◆ **Given data**:
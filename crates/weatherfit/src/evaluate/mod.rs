//! Fit-quality metrics for held-out predictions.

use std::fmt;

use serde::{Deserialize, Serialize};

use crate::error::{Result, WeatherfitError};

/// Coefficient of determination, or a marker that it is undefined because
/// every actual value is identical.
#[derive(Debug, Clone, Copy, PartialEq, Serialize, Deserialize)]
#[serde(tag = "status", content = "value", rename_all = "snake_case")]
pub enum RSquared {
    Value(f64),
    Undefined,
}

impl RSquared {
    pub fn value(&self) -> Option<f64> {
        match self {
            RSquared::Value(v) => Some(*v),
            RSquared::Undefined => None,
        }
    }

    pub fn is_defined(&self) -> bool {
        matches!(self, RSquared::Value(_))
    }
}

impl fmt::Display for RSquared {
    fn fmt(&self, f: &mut fmt::Formatter<'_>) -> fmt::Result {
        match self {
            RSquared::Value(v) => write!(f, "{:.4}", v),
            RSquared::Undefined => f.write_str("undefined"),
        }
    }
}

/// Error and goodness-of-fit on the test subset.
#[derive(Debug, Clone, PartialEq, Serialize, Deserialize)]
pub struct EvaluationMetrics {
    /// Mean squared error.
    pub mse: f64,
    /// Root mean squared error.
    pub rmse: f64,
    /// Mean absolute error.
    pub mae: f64,
    pub r_squared: RSquared,
    /// Number of (predicted, actual) pairs.
    pub count: usize,
}

/// Compare predictions with actual targets.
pub fn evaluate(predicted: &[f64], actual: &[f64]) -> Result<EvaluationMetrics> {
    if predicted.len() != actual.len() {
        return Err(WeatherfitError::DimensionMismatch {
            expected: actual.len(),
            actual: predicted.len(),
            context: "predicted vs actual values".to_string(),
        });
    }
    if actual.is_empty() {
        return Err(WeatherfitError::InsufficientData {
            required: 1,
            actual: 0,
            context: "evaluation".to_string(),
        });
    }

    let n = actual.len() as f64;
    let mean_actual = actual.iter().sum::<f64>() / n;

    let residual_ss: f64 = predicted
        .iter()
        .zip(actual)
        .map(|(p, a)| (a - p).powi(2))
        .sum();
    let total_ss: f64 = actual.iter().map(|a| (a - mean_actual).powi(2)).sum();
    let abs_error: f64 = predicted.iter().zip(actual).map(|(p, a)| (a - p).abs()).sum();

    let mse = residual_ss / n;
    // Summing then dividing leaves residue in the mean, so test identity directly.
    let constant = actual.iter().all(|a| *a == actual[0]);
    let r_squared = if constant || total_ss == 0.0 {
        RSquared::Undefined
    } else {
        RSquared::Value(1.0 - residual_ss / total_ss)
    };

    Ok(EvaluationMetrics {
        mse,
        rmse: mse.sqrt(),
        mae: abs_error / n,
        r_squared,
        count: actual.len(),
    })
}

◆ **Problem**:
Write out, without alteration, the line that contains "let mean_actual = actual.iter().sum::<f64>()" and all subsequent lines down to the end of the data above.

◆ **Result for this exercise**:
    let mean_actual = actual.iter().sum::<f64>() / n;

    let residual_ss: f64 = predicted
        .iter()
        .zip(actual)
        .map(|(p, a)| (a - p).powi(2))
        .sum();
    let total_ss: f64 = actual.iter().map(|a| (a - mean_actual).powi(2)).sum();
    let abs_error: f64 = predicted.iter().zip(actual).map(|(p, a)| (a - p).abs()).sum();

    let mse = residual_ss / n;
    // Summing then dividing leaves residue in the mean, so test identity directly.
    let constant = actual.iter().all(|a| *a == actual[0]);
    let r_squared = if constant || total_ss == 0.0 {
        RSquared::Undefined
    } else {
        RSquared::Value(1.0 - residual_ss / total_ss)
    };

    Ok(EvaluationMetrics {
        mse,
        rmse: mse.sqrt(),
        mae: abs_error / n,
        r_squared,
        count: actual.len(),
    })
}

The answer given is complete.